What is required: Check each line of the entries below for the word "struct", and copy out the ones that have it.

(Collected data)
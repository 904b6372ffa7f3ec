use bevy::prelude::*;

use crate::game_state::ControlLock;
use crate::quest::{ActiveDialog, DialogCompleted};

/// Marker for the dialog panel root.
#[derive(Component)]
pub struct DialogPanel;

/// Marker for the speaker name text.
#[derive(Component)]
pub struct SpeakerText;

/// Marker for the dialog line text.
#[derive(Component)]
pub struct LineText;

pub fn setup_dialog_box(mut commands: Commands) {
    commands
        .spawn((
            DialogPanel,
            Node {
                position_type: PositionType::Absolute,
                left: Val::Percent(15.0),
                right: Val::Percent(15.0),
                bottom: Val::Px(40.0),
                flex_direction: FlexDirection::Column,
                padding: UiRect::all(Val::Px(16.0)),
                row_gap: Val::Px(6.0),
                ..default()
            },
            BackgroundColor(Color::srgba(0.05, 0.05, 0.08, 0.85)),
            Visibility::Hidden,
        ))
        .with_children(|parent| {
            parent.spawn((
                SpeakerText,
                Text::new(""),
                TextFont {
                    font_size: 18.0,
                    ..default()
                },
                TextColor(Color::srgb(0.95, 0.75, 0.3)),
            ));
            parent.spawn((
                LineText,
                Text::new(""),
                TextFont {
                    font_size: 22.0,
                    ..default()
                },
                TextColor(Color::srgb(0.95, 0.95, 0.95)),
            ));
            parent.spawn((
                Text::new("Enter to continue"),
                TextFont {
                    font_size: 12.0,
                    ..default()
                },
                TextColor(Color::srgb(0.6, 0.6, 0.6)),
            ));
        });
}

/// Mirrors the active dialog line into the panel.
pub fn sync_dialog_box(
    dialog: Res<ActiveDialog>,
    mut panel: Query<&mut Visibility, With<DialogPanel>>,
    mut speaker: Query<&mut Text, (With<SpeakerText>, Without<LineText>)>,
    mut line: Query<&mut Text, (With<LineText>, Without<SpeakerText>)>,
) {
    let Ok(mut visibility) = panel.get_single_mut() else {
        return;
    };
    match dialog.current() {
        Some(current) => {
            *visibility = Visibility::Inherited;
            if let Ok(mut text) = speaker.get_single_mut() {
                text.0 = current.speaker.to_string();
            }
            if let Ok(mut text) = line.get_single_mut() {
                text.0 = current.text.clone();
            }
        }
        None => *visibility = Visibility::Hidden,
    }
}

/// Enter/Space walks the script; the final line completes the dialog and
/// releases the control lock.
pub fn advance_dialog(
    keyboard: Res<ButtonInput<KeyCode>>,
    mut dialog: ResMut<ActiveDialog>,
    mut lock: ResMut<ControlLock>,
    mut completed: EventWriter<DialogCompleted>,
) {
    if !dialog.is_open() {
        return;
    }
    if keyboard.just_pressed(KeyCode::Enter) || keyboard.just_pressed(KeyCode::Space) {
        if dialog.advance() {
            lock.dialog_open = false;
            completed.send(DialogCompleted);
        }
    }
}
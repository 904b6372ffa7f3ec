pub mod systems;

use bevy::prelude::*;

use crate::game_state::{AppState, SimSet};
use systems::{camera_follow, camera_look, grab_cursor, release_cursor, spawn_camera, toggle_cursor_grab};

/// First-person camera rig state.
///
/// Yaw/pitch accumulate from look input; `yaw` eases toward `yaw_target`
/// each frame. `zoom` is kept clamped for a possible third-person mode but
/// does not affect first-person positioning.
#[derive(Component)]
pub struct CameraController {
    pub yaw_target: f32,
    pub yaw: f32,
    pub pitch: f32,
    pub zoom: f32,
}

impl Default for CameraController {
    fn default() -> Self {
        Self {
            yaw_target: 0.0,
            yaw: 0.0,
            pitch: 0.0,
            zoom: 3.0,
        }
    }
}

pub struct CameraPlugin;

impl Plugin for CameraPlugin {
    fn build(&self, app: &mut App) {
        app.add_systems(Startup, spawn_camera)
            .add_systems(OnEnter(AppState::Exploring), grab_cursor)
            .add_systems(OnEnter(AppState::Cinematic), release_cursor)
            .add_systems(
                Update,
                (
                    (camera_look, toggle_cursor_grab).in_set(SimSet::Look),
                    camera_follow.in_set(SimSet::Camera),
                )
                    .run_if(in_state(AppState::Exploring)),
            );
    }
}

Result of this task:
pub struct DialogPanel;
pub struct SpeakerText;
pub struct LineText;
pub struct CameraController {
pub struct CameraPlugin;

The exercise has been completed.